━━ Data supplied ━━

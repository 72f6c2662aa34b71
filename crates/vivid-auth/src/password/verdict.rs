//! Policy verdicts and the candidate triple they are computed from.

use std::fmt;

use serde::Serialize;
use zeroize::Zeroizing;

use vivid_core::error::AppError;

/// Why a password was accepted or rejected.
#[derive(Debug, Clone, Copy, PartialEq, Eq, Hash, Serialize)]
#[serde(rename_all = "snake_case")]
pub enum VerdictReason {
    /// Every check passed.
    Accepted,
    /// Password or username was empty.
    MissingInput,
    /// Password is shorter than the configured minimum.
    TooShort,
    /// Password is on the denylist.
    TooCommon,
    /// No uppercase letter.
    MissingUppercase,
    /// No lowercase letter.
    MissingLowercase,
    /// No digit.
    MissingDigit,
    /// Password overlaps the username.
    ContainsUsername,
    /// Password overlaps the display name.
    ContainsDisplayName,
    /// zxcvbn score is below the configured floor.
    LowEntropy,
}

impl VerdictReason {
    /// Stable machine-readable code.
    pub fn code(&self) -> &'static str {
        match self {
            Self::Accepted => "accepted",
            Self::MissingInput => "missing_input",
            Self::TooShort => "too_short",
            Self::TooCommon => "too_common",
            Self::MissingUppercase => "missing_uppercase",
            Self::MissingLowercase => "missing_lowercase",
            Self::MissingDigit => "missing_digit",
            Self::ContainsUsername => "contains_username",
            Self::ContainsDisplayName => "contains_display_name",
            Self::LowEntropy => "low_entropy",
        }
    }

    /// User-facing message for this reason.
    pub fn message(&self) -> &'static str {
        match self {
            Self::Accepted => "Password accepted",
            Self::MissingInput => "Password and username cannot be empty",
            Self::TooShort => "Password is too short",
            Self::TooCommon => "Password is too common or weak. Please choose a stronger password",
            Self::MissingUppercase => "Password must contain at least one uppercase letter",
            Self::MissingLowercase => "Password must contain at least one lowercase letter",
            Self::MissingDigit => "Password must contain at least one digit",
            Self::ContainsUsername => {
                "Password cannot contain your username or parts of your username"
            }
            Self::ContainsDisplayName => {
                "Password cannot contain your display name or parts of your display name"
            }
            Self::LowEntropy => {
                "Password is too weak. Please use a stronger password with more entropy"
            }
        }
    }
}

impl fmt::Display for VerdictReason {
    fn fmt(&self, f: &mut fmt::Formatter<'_>) -> fmt::Result {
        f.write_str(self.code())
    }
}

/// Result of evaluating a password against the strength policy.
///
/// Rejections are data, not errors, so callers can map each reason to a
/// message without parsing strings.
#[derive(Debug, Clone, PartialEq, Eq, Serialize)]
pub struct PolicyVerdict {
    accepted: bool,
    reason: VerdictReason,
    #[serde(skip_serializing_if = "Option::is_none")]
    detail: Option<String>,
}

impl PolicyVerdict {
    /// An accepting verdict.
    pub fn accept() -> Self {
        Self {
            accepted: true,
            reason: VerdictReason::Accepted,
            detail: None,
        }
    }

    /// A rejecting verdict carrying the reason's default message.
    pub fn reject(reason: VerdictReason) -> Self {
        Self::reject_with(reason, reason.message())
    }

    /// A rejecting verdict with a specific detail message.
    pub fn reject_with(reason: VerdictReason, detail: impl Into<String>) -> Self {
        Self {
            accepted: false,
            reason,
            detail: Some(detail.into()),
        }
    }

    /// Whether the password may be hashed and stored.
    pub fn is_accepted(&self) -> bool {
        self.accepted
    }

    /// The reason for this verdict.
    pub fn reason(&self) -> VerdictReason {
        self.reason
    }

    /// Human-readable detail, present on rejections.
    pub fn detail(&self) -> Option<&str> {
        self.detail.as_deref()
    }

    /// Converts a rejection into a validation error for callers using `?`.
    pub fn into_result(self) -> Result<(), AppError> {
        if self.accepted {
            return Ok(());
        }
        let message = self
            .detail
            .unwrap_or_else(|| self.reason.message().to_string());
        Err(AppError::validation(format!(
            "Password validation failed: {message}"
        )))
    }
}

/// Registration or password-change input. Never persisted.
///
/// The password buffer is wiped on drop and redacted from `Debug`.
#[derive(Clone)]
pub struct Candidate {
    /// Account username.
    pub username: String,
    /// Optional display name.
    pub display_name: Option<String>,
    password: Zeroizing<String>,
}

impl Candidate {
    /// Creates a candidate without a display name.
    pub fn new(username: impl Into<String>, password: impl Into<String>) -> Self {
        Self {
            username: username.into(),
            display_name: None,
            password: Zeroizing::new(password.into()),
        }
    }

    /// Sets the display name.
    pub fn with_display_name(mut self, display_name: impl Into<String>) -> Self {
        self.display_name = Some(display_name.into());
        self
    }

    /// The plaintext password.
    pub fn password(&self) -> &str {
        &self.password
    }
}

impl fmt::Debug for Candidate {
    fn fmt(&self, f: &mut fmt::Formatter<'_>) -> fmt::Result {
        f.debug_struct("Candidate")
            .field("username", &self.username)
            .field("display_name", &self.display_name)
            .field("password", &"<redacted>")
            .finish()
    }
}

━━━

Task to carry out ▸ Where the string "Please" occurs in a line of the listing above, count that line, then report the total and nothing else.

Expected output ▸ 2